Mirando hacia arriba las curvas en horquilla de Serra da Leba desde la mitad del descenso, el escarpe elevándose en la nube matinal

Conduje el paso en ambas direcciones el mismo día — bajando por la mañana cuando la llanura costera de abajo todavía estaba en niebla, subiendo por la tarde cuando la luz había cambiado y las tierras altas atrapaban el ángulo del sol de una manera que hacía que todo el escarpe pareciera pintado. El descenso por la mañana se hizo más lento por un camión que tomaba cada curva con enorme deliberación, lo que significaba que tenía tiempo para mirar — a los precipicios en los bordes exteriores sin protección, a cómo la vegetación se espesaba mientras perdíamos altitud, a algún que otro pueblo en la ladera con sus plataneros y tejados de chapa. No estaba impaciente. No había nada de lo que estar impaciente.
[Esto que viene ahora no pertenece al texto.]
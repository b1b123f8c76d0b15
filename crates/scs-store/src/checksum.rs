//! Content checksums for snapshot archives and dump files.
//!
//! Stored checksums are written as `<algorithm>:<hex>`. A bare 64-digit hex
//! string is read as sha256, the format `sha256sum` and most capture tooling
//! emit.

use crate::StoreError;
use sha2::{Digest, Sha256};
use std::fmt;
use std::fs::{self, File};
use std::io;
use std::path::Path;

#[derive(Debug, Clone, Copy, PartialEq, Eq)]
pub enum ChecksumAlgorithm {
    Sha256,
    Blake3,
}

impl ChecksumAlgorithm {
    pub fn as_str(self) -> &'static str {
        match self {
            ChecksumAlgorithm::Sha256 => "sha256",
            ChecksumAlgorithm::Blake3 => "blake3",
        }
    }
}

#[derive(Debug, Clone, PartialEq, Eq)]
pub struct Checksum {
    algorithm: ChecksumAlgorithm,
    hex: String,
}

impl Checksum {
    pub fn parse(input: &str) -> Result<Self, StoreError> {
        let trimmed = input.trim();
        let (algorithm, hex) = match trimmed.split_once(':') {
            Some(("sha256", hex)) => (ChecksumAlgorithm::Sha256, hex),
            Some(("blake3", hex)) => (ChecksumAlgorithm::Blake3, hex),
            Some(_) => return Err(StoreError::InvalidChecksum(trimmed.to_owned())),
            None => (ChecksumAlgorithm::Sha256, trimmed),
        };
        if hex.len() != 64 || !hex.bytes().all(|b| b.is_ascii_hexdigit()) {
            return Err(StoreError::InvalidChecksum(trimmed.to_owned()));
        }
        Ok(Self {
            algorithm,
            hex: hex.to_ascii_lowercase(),
        })
    }

    pub fn algorithm(&self) -> ChecksumAlgorithm {
        self.algorithm
    }

    pub fn hex(&self) -> &str {
        &self.hex
    }

    /// Hash a file, streaming its content.
    pub fn compute(algorithm: ChecksumAlgorithm, path: &Path) -> Result<Self, StoreError> {
        let mut file = File::open(path)?;
        let hex = match algorithm {
            ChecksumAlgorithm::Sha256 => {
                let mut hasher = Sha256::new();
                io::copy(&mut file, &mut hasher)?;
                hex_encode(&hasher.finalize())
            }
            ChecksumAlgorithm::Blake3 => {
                let mut hasher = blake3::Hasher::new();
                io::copy(&mut file, &mut hasher)?;
                hasher.finalize().to_hex().to_string()
            }
        };
        Ok(Self { algorithm, hex })
    }

    /// Recompute the file's hash with this checksum's algorithm.
    pub fn verify_file(&self, path: &Path) -> Result<Result<(), Checksum>, StoreError> {
        let actual = Self::compute(self.algorithm, path)?;
        if actual == *self {
            Ok(Ok(()))
        } else {
            Ok(Err(actual))
        }
    }
}

impl fmt::Display for Checksum {
    fn fmt(&self, f: &mut fmt::Formatter<'_>) -> fmt::Result {
        write!(f, "{}:{}", self.algorithm.as_str(), self.hex)
    }
}

fn hex_encode(bytes: &[u8]) -> String {
    use fmt::Write;
    bytes.iter().fold(String::with_capacity(bytes.len() * 2), |mut s, b| {
        let _ = write!(s, "{b:02x}");
        s
    })
}

/// Read a companion checksum file: `sha256sum` output (`<hex>  <name>`),
/// a prefixed `<algorithm>:<hex>`, or bare hex.
pub fn read_checksum_file(path: &Path) -> Result<Checksum, StoreError> {
    let content = fs::read_to_string(path)?;
    let token = content
        .lines()
        .map(str::trim)
        .find(|l| !l.is_empty())
        .and_then(|l| l.split_whitespace().next())
        .ok_or_else(|| StoreError::InvalidChecksum(format!("{} is empty", path.display())))?;
    Checksum::parse(token)
}

#[cfg(test)]
mod tests {
    use super::*;

    // sha256("hello\n")
    const HELLO_SHA256: &str = "5891b5b522d5df086d0ff0b110fbd9d21bb4fc7163af34d08286a2e846f6be03";

    fn hello_file() -> (tempfile::TempDir, std::path::PathBuf) {
        let dir = tempfile::tempdir().unwrap();
        let path = dir.path().join("hello.txt");
        fs::write(&path, b"hello\n").unwrap();
        (dir, path)
    }

    #[test]
    fn sha256_of_known_content() {
        let (_dir, path) = hello_file();
        let sum = Checksum::compute(ChecksumAlgorithm::Sha256, &path).unwrap();
        assert_eq!(sum.hex(), HELLO_SHA256);
        assert_eq!(sum.to_string(), format!("sha256:{HELLO_SHA256}"));
    }

    #[test]
    fn blake3_matches_library() {
        let (_dir, path) = hello_file();
        let sum = Checksum::compute(ChecksumAlgorithm::Blake3, &path).unwrap();
        assert_eq!(sum.hex(), blake3::hash(b"hello\n").to_hex().as_str());
    }

    #[test]
    fn parse_accepts_prefixed_and_bare() {
        let bare = Checksum::parse(HELLO_SHA256).unwrap();
        assert_eq!(bare.algorithm(), ChecksumAlgorithm::Sha256);
        let upper = Checksum::parse(&format!("sha256:{}", HELLO_SHA256.to_uppercase())).unwrap();
        assert_eq!(upper, bare);
        let b3 = Checksum::parse(&format!("blake3:{HELLO_SHA256}")).unwrap();
        assert_eq!(b3.algorithm(), ChecksumAlgorithm::Blake3);
    }

    #[test]
    fn parse_rejects_malformed() {
        let not_hex = "g".repeat(64);
        for bad in ["", "md5:abcd", "sha256:xyz", "1234", not_hex.as_str()] {
            assert!(Checksum::parse(bad).is_err(), "{bad} accepted");
        }
    }

    #[test]
    fn verify_reports_actual_on_mismatch() {
        let (_dir, path) = hello_file();
        let good = Checksum::parse(HELLO_SHA256).unwrap();
        assert!(good.verify_file(&path).unwrap().is_ok());
        let bad = Checksum::parse(&"0".repeat(64)).unwrap();
        let actual = bad.verify_file(&path).unwrap().unwrap_err();
        assert_eq!(actual, good);
    }

    #[test]
    fn reads_sha256sum_format() {
        let (dir, _path) = hello_file();
        let sum_file = dir.path().join("hello.txt.sha256");
        fs::write(&sum_file, format!("{HELLO_SHA256}  hello.txt\n")).unwrap();
        assert_eq!(read_checksum_file(&sum_file).unwrap().hex(), HELLO_SHA256);

        fs::write(&sum_file, "\n\n").unwrap();
        assert!(read_checksum_file(&sum_file).is_err());
    }
}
Al pie del paso, la carretera se aplana hacia la zona costera baja y el aire se vuelve inmediatamente más cálido y denso. Aquí el paisaje cambia hacia algo más árido — hierba seca, acacias dispersas, el vacío particular de una tierra que recibe poca lluvia y no le pide nada. Un puesto al borde de la carretera vendía sandía y agua de coco desde una mesa bajo un toldo de palma, y me detuve y me senté en un cajón volcado comiendo sandía fría en el calor y mirando hacia arriba el escarpe sobre mí y la carretera cortándolo en esas curvas precisas e improbables, intentando mantener las dos cosas — el frescor de arriba y el calor de abajo — como un solo pensamiento.
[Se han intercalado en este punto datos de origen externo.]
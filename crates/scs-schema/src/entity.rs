use crate::bundle::{ComponentBundle, StackBundle};
use crate::types::{ComponentId, MachineName, Owner, SnapshotId, StackId, StorageUri, VolumeName};
use serde::{Deserialize, Serialize};

#[derive(Debug, Clone, Copy, PartialEq, Eq, Serialize, Deserialize)]
#[serde(rename_all = "lowercase")]
pub enum ComponentStatus {
    Pending,
    Provisioning,
    Running,
    Failed,
    Deleting,
}

impl std::fmt::Display for ComponentStatus {
    fn fmt(&self, f: &mut std::fmt::Formatter<'_>) -> std::fmt::Result {
        match self {
            ComponentStatus::Pending => write!(f, "pending"),
            ComponentStatus::Provisioning => write!(f, "provisioning"),
            ComponentStatus::Running => write!(f, "running"),
            ComponentStatus::Failed => write!(f, "failed"),
            ComponentStatus::Deleting => write!(f, "deleting"),
        }
    }
}

/// A single typed backing resource.
#[derive(Debug, Clone, PartialEq, Eq, Serialize, Deserialize)]
pub struct Component {
    pub id: ComponentId,
    pub bundle: ComponentBundle,
    pub machine_name: MachineName,
    pub label: String,
    pub owner: Owner,
    pub status: ComponentStatus,
    #[serde(default)]
    pub connected_components: Vec<ComponentId>,
    pub created_at: String,
    pub updated_at: String,
}

impl Component {
    /// Volume holding the component's file state (application data or share).
    pub fn volume_name(&self) -> VolumeName {
        volume_name_for(self.bundle, &self.machine_name)
    }
}

pub fn volume_name_for(bundle: ComponentBundle, name: &MachineName) -> VolumeName {
    let suffix = if bundle == ComponentBundle::Filesystem {
        "files"
    } else {
        "data"
    };
    VolumeName::new(format!("{name}-{suffix}"))
}

/// Request to provision a component; the provisioner assigns the id.
#[derive(Debug, Clone, PartialEq, Eq)]
pub struct ComponentDraft {
    pub bundle: ComponentBundle,
    pub machine_name: MachineName,
    pub label: String,
    pub owner: Owner,
}

impl ComponentDraft {
    pub fn new(bundle: ComponentBundle, machine_name: MachineName, owner: Owner) -> Self {
        let label = machine_name.to_string();
        Self {
            bundle,
            machine_name,
            label,
            owner,
        }
    }

    #[must_use]
    pub fn with_label(mut self, label: impl Into<String>) -> Self {
        self.label = label.into();
        self
    }

    pub fn into_component(self, id: ComponentId, status: ComponentStatus) -> Component {
        let now = chrono::Utc::now().to_rfc3339();
        Component {
            id,
            bundle: self.bundle,
            machine_name: self.machine_name,
            label: self.label,
            owner: self.owner,
            status,
            connected_components: Vec::new(),
            created_at: now.clone(),
            updated_at: now,
        }
    }
}

/// A named composite of components forming one user-facing environment.
#[derive(Debug, Clone, PartialEq, Eq, Serialize, Deserialize)]
pub struct Stack {
    pub id: StackId,
    pub bundle: StackBundle,
    pub machine_name: MachineName,
    pub label: String,
    pub owner: Owner,
    #[serde(default)]
    pub included_components: Vec<ComponentId>,
    pub created_at: String,
    pub updated_at: String,
}

impl Stack {
    pub fn includes(&self, id: ComponentId) -> bool {
        self.included_components.contains(&id)
    }

    /// Returns false if the id was already included.
    pub fn include(&mut self, id: ComponentId) -> bool {
        if self.includes(id) {
            return false;
        }
        self.included_components.push(id);
        true
    }

    /// Returns false if the id was not included.
    pub fn exclude(&mut self, id: ComponentId) -> bool {
        let before = self.included_components.len();
        self.included_components.retain(|c| *c != id);
        before != self.included_components.len()
    }
}

#[derive(Debug, Clone, PartialEq, Eq)]
pub struct StackDraft {
    pub bundle: StackBundle,
    pub machine_name: MachineName,
    pub label: String,
    pub owner: Owner,
}

impl StackDraft {
    pub fn new(bundle: StackBundle, machine_name: MachineName, owner: Owner) -> Self {
        let label = machine_name.to_string();
        Self {
            bundle,
            machine_name,
            label,
            owner,
        }
    }

    pub fn into_stack(self, id: StackId) -> Stack {
        let now = chrono::Utc::now().to_rfc3339();
        Stack {
            id,
            bundle: self.bundle,
            machine_name: self.machine_name,
            label: self.label,
            owner: self.owner,
            included_components: Vec::new(),
            created_at: now.clone(),
            updated_at: now,
        }
    }
}

/// What a snapshot was taken from. A snapshot belongs to exactly one of the two.
#[derive(Debug, Clone, Copy, PartialEq, Eq, Serialize, Deserialize)]
#[serde(rename_all = "lowercase", tag = "kind", content = "id")]
pub enum SnapshotSubject {
    Component(ComponentId),
    Stack(StackId),
}

/// Immutable, checksummed archive of component or stack state.
#[derive(Debug, Clone, PartialEq, Eq, Serialize, Deserialize)]
pub struct Snapshot {
    pub id: SnapshotId,
    pub subject: SnapshotSubject,
    pub label: String,
    pub owner: Owner,
    pub file: StorageUri,
    pub checksum: String,
    pub created_at: String,
}

#[derive(Debug, Clone, PartialEq, Eq)]
pub struct SnapshotDraft {
    pub subject: SnapshotSubject,
    pub label: String,
    pub owner: Owner,
    pub file: StorageUri,
    pub checksum: String,
}

impl SnapshotDraft {
    pub fn into_snapshot(self, id: SnapshotId) -> Snapshot {
        Snapshot {
            id,
            subject: self.subject,
            label: self.label,
            owner: self.owner,
            file: self.file,
            checksum: self.checksum,
            created_at: chrono::Utc::now().to_rfc3339(),
        }
    }
}

#[cfg(test)]
mod tests {
    use super::*;

    fn stack() -> Stack {
        StackDraft::new(
            StackBundle::Wisski,
            MachineName::parse("demo").unwrap(),
            Owner::new("alice"),
        )
        .into_stack(StackId::new(1))
    }

    #[test]
    fn include_is_deduplicated() {
        let mut s = stack();
        assert!(s.include(ComponentId::new(1)));
        assert!(!s.include(ComponentId::new(1)));
        assert!(s.include(ComponentId::new(2)));
        assert_eq!(
            s.included_components,
            vec![ComponentId::new(1), ComponentId::new(2)]
        );
    }

    #[test]
    fn exclude_reports_change() {
        let mut s = stack();
        s.include(ComponentId::new(5));
        assert!(s.exclude(ComponentId::new(5)));
        assert!(!s.exclude(ComponentId::new(5)));
        assert!(s.included_components.is_empty());
    }

    #[test]
    fn volume_names_per_bundle() {
        let name = MachineName::parse("demo-app").unwrap();
        assert_eq!(
            volume_name_for(ComponentBundle::WisskiApp, &name).as_str(),
            "demo-app-data"
        );
        assert_eq!(
            volume_name_for(ComponentBundle::Filesystem, &name).as_str(),
            "demo-app-files"
        );
    }

    #[test]
    fn snapshot_subject_serde_shape() {
        let json = serde_json::to_value(SnapshotSubject::Stack(StackId::new(9))).unwrap();
        assert_eq!(json, serde_json::json!({"kind": "stack", "id": 9}));
    }

    #[test]
    fn draft_default_label_is_machine_name() {
        let draft = ComponentDraft::new(
            ComponentBundle::Sql,
            MachineName::parse("demo-sql").unwrap(),
            Owner::new("alice"),
        );
        assert_eq!(draft.label, "demo-sql");
        let c = draft.with_label("Demo DB").into_component(ComponentId::new(3), ComponentStatus::Running);
        assert_eq!(c.label, "Demo DB");
        assert!(c.connected_components.is_empty());
    }
}
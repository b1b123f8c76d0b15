use super::{json_pretty, EXIT_STORE_ERROR, EXIT_SUCCESS};
use scs_core::Manager;

pub fn run(manager: &Manager, json: bool) -> Result<u8, String> {
    let report = manager.verify_store().map_err(|e| e.to_string())?;

    if json {
        println!("{}", json_pretty(&report)?);
    } else {
        println!(
            "store integrity: {}/{} records passed",
            report.passed, report.checked
        );
        for f in &report.failed {
            println!("  FAIL {}: {}", f.key, f.reason);
        }
    }

    if report.is_clean() {
        Ok(EXIT_SUCCESS)
    } else {
        Ok(EXIT_STORE_ERROR)
    }
}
El puesto al borde de la carretera al pie de Serra da Leba, sandía y agua de coco en el calor, el escarpe elevándose detrás

El mejor mirador está en la cima del paso, en el lado derecho cuando te aproximas desde Lubango hacia el noroeste. Hay un pequeño aparcamiento y un muro bajo en el que puedes subir, y desde allí ves la geometría completa de lo que hace la carretera — la manera en que resuelve el problema del escarpe negándose a ir recto, insistiendo en cambio en la curva. La respuesta de un ingeniero al problema de un geógrafo, y una que resulta ser hermosa.
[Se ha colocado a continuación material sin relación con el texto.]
//! Component actions backed by the runtime clients.

use crate::executor::{ContainerRestoreExecutor, RestoreDiagnostics, RestoreHandle};
use crate::provisioner::{ActionOutput, ComponentAction};
use crate::{ScsError, ScsResult};
use scs_runtime::{ContainerBackend, ContainerSpec, Mount, SqlBackend, TriplestoreBackend};
use scs_schema::{
    volume_name_for, ApplicationSection, Component, ComponentBundle, ContainerId, MachineName,
};
use std::collections::BTreeMap;
use std::path::Path;
use std::sync::Arc;
use tracing::{debug, warn};

fn generate_password() -> String {
    uuid::Uuid::new_v4().simple().to_string()
}

fn restore_with(
    executor: Option<&Arc<ContainerRestoreExecutor>>,
    component: &Component,
    dump_file: &Path,
) -> ScsResult<RestoreHandle, RestoreDiagnostics> {
    match executor {
        Some(executor) => executor.restore_volume(component, dump_file),
        None => ScsResult::failure(ScsError::MissingConfiguration(
            "no container backend configured for volume restores".to_owned(),
        )),
    }
}

/// Database plus a dedicated user owning it.
pub struct SqlAction {
    sql: Arc<dyn SqlBackend>,
    host: String,
    port: u16,
}

impl SqlAction {
    pub fn new(sql: Arc<dyn SqlBackend>, host: &str, port: u16) -> Self {
        Self {
            sql,
            host: host.to_owned(),
            port,
        }
    }
}

impl ComponentAction for SqlAction {
    fn bundle(&self) -> ComponentBundle {
        ComponentBundle::Sql
    }

    fn exists(&self, name: &MachineName) -> Result<bool, ScsError> {
        Ok(self.sql.database_exists(&name.to_identifier())?)
    }

    fn create(
        &self,
        name: &MachineName,
        _label: &str,
        _links: &BTreeMap<String, String>,
    ) -> Result<ActionOutput, ScsError> {
        let database = name.to_identifier();
        self.sql.create_database(&database)?;
        let password = generate_password();
        if let Err(e) = self.sql.create_user(&database, &password, &database) {
            if let Err(cleanup) = self.sql.delete_database(&database) {
                warn!("dropping database {database} after failed user creation: {cleanup}");
            }
            return Err(e.into());
        }
        let mut env = self.link_env(name);
        env.insert("DB_PASSWORD".to_owned(), password);
        Ok(ActionOutput {
            message: format!("created database {database} with user {database}"),
            env,
        })
    }

    fn delete(&self, name: &MachineName) -> Result<String, ScsError> {
        let database = name.to_identifier();
        self.sql.delete_user(&database)?;
        self.sql.delete_database(&database)?;
        Ok(format!("dropped database {database} and user {database}"))
    }

    fn link_env(&self, name: &MachineName) -> BTreeMap<String, String> {
        let database = name.to_identifier();
        BTreeMap::from([
            ("DB_HOST".to_owned(), self.host.clone()),
            ("DB_PORT".to_owned(), self.port.to_string()),
            ("DB_NAME".to_owned(), database.clone()),
            ("DB_USER".to_owned(), database),
        ])
    }

    /// The password of an adopted database is unknown, so the user's
    /// password is rotated and the new one handed to the linked components.
    fn reuse(&self, name: &MachineName) -> Result<BTreeMap<String, String>, ScsError> {
        let database = name.to_identifier();
        let password = generate_password();
        self.sql.reset_user(&database, &password, &database)?;
        debug!("rotated password of user {database}");
        let mut env = self.link_env(name);
        env.insert("DB_PASSWORD".to_owned(), password);
        Ok(env)
    }
}

pub struct TriplestoreAction {
    triplestore: Arc<dyn TriplestoreBackend>,
    url: String,
}

impl TriplestoreAction {
    pub fn new(triplestore: Arc<dyn TriplestoreBackend>, url: &str) -> Self {
        Self {
            triplestore,
            url: url.trim_end_matches('/').to_owned(),
        }
    }
}

impl ComponentAction for TriplestoreAction {
    fn bundle(&self) -> ComponentBundle {
        ComponentBundle::Triplestore
    }

    fn exists(&self, name: &MachineName) -> Result<bool, ScsError> {
        Ok(self.triplestore.repository_exists(name)?)
    }

    fn create(
        &self,
        name: &MachineName,
        label: &str,
        _links: &BTreeMap<String, String>,
    ) -> Result<ActionOutput, ScsError> {
        self.triplestore.create_repository(name, label)?;
        Ok(ActionOutput {
            message: format!("created repository {name}"),
            env: self.link_env(name),
        })
    }

    fn delete(&self, name: &MachineName) -> Result<String, ScsError> {
        self.triplestore.delete_repository(name)?;
        Ok(format!("deleted repository {name}"))
    }

    fn link_env(&self, name: &MachineName) -> BTreeMap<String, String> {
        BTreeMap::from([
            ("TS_REPOSITORY".to_owned(), name.to_string()),
            (
                "TS_ENDPOINT".to_owned(),
                format!("{}/repositories/{name}", self.url),
            ),
        ])
    }
}

/// A shared named volume.
pub struct FilesystemAction {
    containers: Arc<dyn ContainerBackend>,
    executor: Option<Arc<ContainerRestoreExecutor>>,
}

impl FilesystemAction {
    pub fn new(
        containers: Arc<dyn ContainerBackend>,
        executor: Option<Arc<ContainerRestoreExecutor>>,
    ) -> Self {
        Self {
            containers,
            executor,
        }
    }
}

impl ComponentAction for FilesystemAction {
    fn bundle(&self) -> ComponentBundle {
        ComponentBundle::Filesystem
    }

    fn exists(&self, name: &MachineName) -> Result<bool, ScsError> {
        let volume = volume_name_for(ComponentBundle::Filesystem, name);
        Ok(self.containers.volume_exists(&volume)?)
    }

    fn create(
        &self,
        name: &MachineName,
        _label: &str,
        _links: &BTreeMap<String, String>,
    ) -> Result<ActionOutput, ScsError> {
        let volume = volume_name_for(ComponentBundle::Filesystem, name);
        self.containers.create_volume(&volume)?;
        Ok(ActionOutput {
            message: format!("created volume {volume}"),
            env: self.link_env(name),
        })
    }

    fn delete(&self, name: &MachineName) -> Result<String, ScsError> {
        let volume = volume_name_for(ComponentBundle::Filesystem, name);
        self.containers.remove_volume(&volume)?;
        Ok(format!("removed volume {volume}"))
    }

    fn link_env(&self, name: &MachineName) -> BTreeMap<String, String> {
        BTreeMap::from([(
            "FILES_VOLUME".to_owned(),
            volume_name_for(ComponentBundle::Filesystem, name).into_inner(),
        )])
    }

    fn restore(
        &self,
        component: &Component,
        dump_file: &Path,
    ) -> ScsResult<RestoreHandle, RestoreDiagnostics> {
        restore_with(self.executor.as_ref(), component, dump_file)
    }
}

/// An application container with its own data volume.
pub struct ApplicationAction {
    bundle: ComponentBundle,
    containers: Arc<dyn ContainerBackend>,
    image: String,
    env: BTreeMap<String, String>,
    network: Option<String>,
    executor: Option<Arc<ContainerRestoreExecutor>>,
}

impl ApplicationAction {
    pub fn new(
        bundle: ComponentBundle,
        containers: Arc<dyn ContainerBackend>,
        app: &ApplicationSection,
        network: Option<String>,
        executor: Option<Arc<ContainerRestoreExecutor>>,
    ) -> Self {
        Self {
            bundle,
            containers,
            image: app.image.clone(),
            env: app.env.clone(),
            network,
            executor,
        }
    }

    /// Where the data volume is mounted in the application container.
    fn data_mount(&self) -> &'static str {
        match self.bundle {
            ComponentBundle::JupyterApp => "/home/jovyan/work",
            _ => "/var/www/html",
        }
    }

    fn spec(&self, name: &MachineName, label: &str, links: &BTreeMap<String, String>) -> ContainerSpec {
        let mut env = self.env.clone();
        env.extend(links.iter().map(|(k, v)| (k.clone(), v.clone())));
        env.insert("SCS_MACHINE_NAME".to_owned(), name.to_string());
        env.insert("SCS_LABEL".to_owned(), label.to_owned());
        ContainerSpec {
            name: name.to_string(),
            image: self.image.clone(),
            env,
            command: Vec::new(),
            mounts: vec![Mount::volume(
                volume_name_for(self.bundle, name),
                self.data_mount(),
            )],
            network: self.network.clone(),
            labels: BTreeMap::from([
                ("scs.bundle".to_owned(), self.bundle.to_string()),
                ("scs.machine-name".to_owned(), name.to_string()),
            ]),
        }
    }
}

impl ComponentAction for ApplicationAction {
    fn bundle(&self) -> ComponentBundle {
        self.bundle
    }

    fn exists(&self, name: &MachineName) -> Result<bool, ScsError> {
        Ok(self.containers.container_exists(&ContainerId::new(name.as_str()))?)
    }

    fn any_remaining(&self, name: &MachineName) -> Result<bool, ScsError> {
        Ok(self.exists(name)?
            || self
                .containers
                .volume_exists(&volume_name_for(self.bundle, name))?)
    }

    fn create(
        &self,
        name: &MachineName,
        label: &str,
        links: &BTreeMap<String, String>,
    ) -> Result<ActionOutput, ScsError> {
        let volume = volume_name_for(self.bundle, name);
        if self.containers.volume_exists(&volume)? {
            debug!("volume {volume} already present");
        } else {
            self.containers.create_volume(&volume)?;
        }
        let id = self.containers.create_container(&self.spec(name, label, links))?;
        if let Err(e) = self.containers.start_container(&id) {
            if let Err(cleanup) = self.containers.remove_container(&id) {
                warn!("removing unstarted container {id}: {cleanup}");
            }
            return Err(e.into());
        }
        Ok(ActionOutput {
            message: format!("started container {name} ({id}) on volume {volume}"),
            env: self.link_env(name),
        })
    }

    fn delete(&self, name: &MachineName) -> Result<String, ScsError> {
        let volume = volume_name_for(self.bundle, name);
        self.containers
            .remove_container(&ContainerId::new(name.as_str()))?;
        self.containers.remove_volume(&volume)?;
        Ok(format!("removed container {name} and volume {volume}"))
    }

    fn link_env(&self, name: &MachineName) -> BTreeMap<String, String> {
        BTreeMap::from([("APP_CONTAINER".to_owned(), name.to_string())])
    }

    fn restore(
        &self,
        component: &Component,
        dump_file: &Path,
    ) -> ScsResult<RestoreHandle, RestoreDiagnostics> {
        restore_with(self.executor.as_ref(), component, dump_file)
    }
}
Cuando ir: Serra da Leba es accesible durante todo el año, pero la estación seca (mayo a octubre) ofrece las vistas más claras desde el mirador superior — la bruma costera es más baja y el escarpe mejor definido. En la estación húmeda, el paso puede estar envuelto en nubes que le dan una calidad oscura y dramática pero oscurecen las vistas de la distancia. La carretera está bien mantenida y asfaltada; un coche normal es suficiente. Condúcela al amanecer si puedes — la luz sobre el escarpe en la primera hora después del amanecer es irrepetible.